One of my brothers has a Bachelor’s degree in personal training even though he has severe learning disabilities and my parents had to hold his hand to help him through college. He is thinking of continuing on to get a Master’s. My other brother is currently finishing up his bachelor’s degree, and getting ready to go on and get a Master’s in creative writing. All my cousins on my mom’s side have PhDs from Ivy League schools like Harvard, Yale, Cornell, Columbia, and Upenn, and work in academia. On my dad’s side of the family, all my cousins at least have bachelor’s degrees if not more.
So, when I had to drop out of nursing school back at the beginning of 2015, it was never a question in my mind of whether I would continue to get my Bachelor’s, the only question anyone in my family ever asked was what major I was switching to. It never occurred to me either that an option was just withdrawing from school completely. Despite my crippling disabilities, I knew I would continue in college, just with a different focus, even though I knew I would probably never be able to hold down a traditional job.
I ended up switching my major to writing and every day at Side By Side I would find my way to my spot in a recliner chair in front of the fireplace at the main building and pull out my laptop and work on my online classes.
In May of 2016 my hard work finally paid off, I had completed my BA in writing, and emails were coming in receiving emails about getting my cap and gown, tickets to my graduation, along with a notice that I would be graduating Summa Cumme Laude. My GPA was 3.98, and I was also being inducted into an honors society.
My bubbly excitement felt like I had swallowed mega pop rocks that were now fizzing off inside of me. If my mobility issues and disabilities hadn’t stopped me, I would have been bouncing up and down in my wheelchair with joy and elation.
“Look, Jeff!” I said delightedly.
He looked up from working on changing the motor on his favorite blue Traxxas remote control truck and came over to my laptop.
“That’s awesome!” he said.
Then I looked closer at my emails and my heart sunk. My graduation was on a Saturday.
“What’s wrong?” Jeff asked, sensing a change in my level of enthusiasm.

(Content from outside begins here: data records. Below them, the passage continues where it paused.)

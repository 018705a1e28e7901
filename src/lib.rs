//! OIDC Gateway Library
//!
//! Authenticating reverse proxy for internal web applications without
//! (usable) single sign-on. The gateway runs the OpenID Connect
//! authorization-code flow, provisions the user in the upstream application
//! through a [`backend::Backend`] adapter, hands the upstream session cookie
//! to the browser and then proxies all other traffic.
//!
//! # Components
//!
//! - [`state::SignedState`]: HMAC-signed, time-limited `state` tokens
//! - [`session_cache::SessionCache`]: cached admin credential, refreshed
//!   under a lock and retried once on HTTP 401
//! - [`backend`]: Metabase and `NocoDB` adapters
//! - [`cookies::CookieRewriter`]: `Set-Cookie` rewriting for the public host
//! - [`oidc::OidcGateway`]: the login flow
//! - [`gateway::ProxyMediator`]: the reverse proxy

#![forbid(unsafe_code)]
#![warn(missing_docs)]

pub mod backend;
pub mod cli;
pub mod config;
pub mod cookies;
pub mod error;
pub mod gateway;
pub mod oidc;
pub mod session_cache;
pub mod state;

pub use error::{Error, Result};

use tracing_subscriber::{EnvFilter, fmt, layer::SubscriberExt, util::SubscriberInitExt};

/// Setup tracing/logging. `RUST_LOG` takes precedence over `level`.
///
/// # Errors
///
/// Returns [`Error::Internal`] if a global subscriber is already installed.
pub fn setup_tracing(level: &str, format: Option<&str>) -> Result<()> {
    let filter = EnvFilter::try_from_default_env().unwrap_or_else(|_| EnvFilter::new(level));

    let subscriber = tracing_subscriber::registry().with(filter);

    match format {
        Some("json") => subscriber.with(fmt::layer().json()).try_init(),
        _ => subscriber.with(fmt::layer()).try_init(),
    }
    .map_err(|e| Error::Internal(format!("failed to install tracing subscriber: {e}")))
}
//! graphpath — shortest paths and random demo graphs for graph visualizations.
//!
//! Builds an undirected graph from an edge list and finds one shortest
//! (fewest-edges) path between two of its nodes. Also ships seeded
//! generators for random node and link sets.

pub mod cli;
pub mod generate;
pub mod graph;
pub mod types;

// Re-export commonly used types at the crate root
pub use generate::{generate_graph, make_random_links, make_random_nodes, GeneratorConfig};
pub use graph::{find_path, GraphBuilder, Neighbors, UndirectedGraph};
pub use types::{Endpoints, GraphError, GraphResult, Link, Node, PathStep};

“I can’t go,” my voice got really quiet and I looked down at my laptop studying the keys as if they would suddenly display a solution.
“Why not?” Jeff asked
“My graduation is on a Saturday. My family are all Modern Orthodox Jews, they don’t drive on Saturdays, I have no way of getting to my own graduation.” I explained near tears, I began playing with the pink Hello Kitty comforter on my bed, twisting it and untwisting it between my fingers as I tried not to cry.
“What if your friend took you?” Jeff asked. “That crazy one that’s always talking about God?’
“Laura?” I asked.
“Yeah, her,” Jeff said.
“That’s a great idea,” I told him, suddenly the room seemed brighter. I dropped the blanket that I was twisting between my fingers and called Laura holding my breath as I waited for a response.
“Of course I’ll take you, I’d be honored to take you,” Laura replied when I asked her if she could help.
I thanked God once again that I had such a special friend in my life that was willing to go the extra mile for me.
I called my mom after that, and my mom said that she and my dad wouldn’t miss my college graduation for the world. My graduation was at the Mass Mutual Center, it certainly wasn’t next door to them, it was about a three-mile walk, but they would do the walk and meet me at the Mass Mutual Center the day of my graduation. Laura would drop me off at the spot where all of the graduates were supposed to convene and then she would go meet them so that they could all sit together and watch the graduation.
My excitement was palpable.
“Can I come too?” Jeff asked.
“I wish,” I said, but I only get three tickets and I need the first two for my parents of course, and I have to give Laura the third since she’s driving me all the way out there and everything.”
“Yeah,” Jeff sighed softly. “I get it.” The sadness in his warm hazel eyes broke my heart, but I didn’t know what else to do.
“I’ll have everyone take lots of pictures,” I promised him.
“You better,” he said.
I was so nervous on the day of my graduation.
I had Jackie wash my hair the night before and then french braid it that morning. Then Laura was running late and I was about to have a heart attack thinking that I was going to be late for my own graduation. My heart sped up, I was having a really bad stress-induced focal seizures where my eyes would bounce around, I’d blank out, and then come to with my right leg that wouldn’t stop bouncing up and down on the footrest of my pink Cadillac wheelchair, my thoughts were racing. When Laura finally arrived, I was on the verge of tears.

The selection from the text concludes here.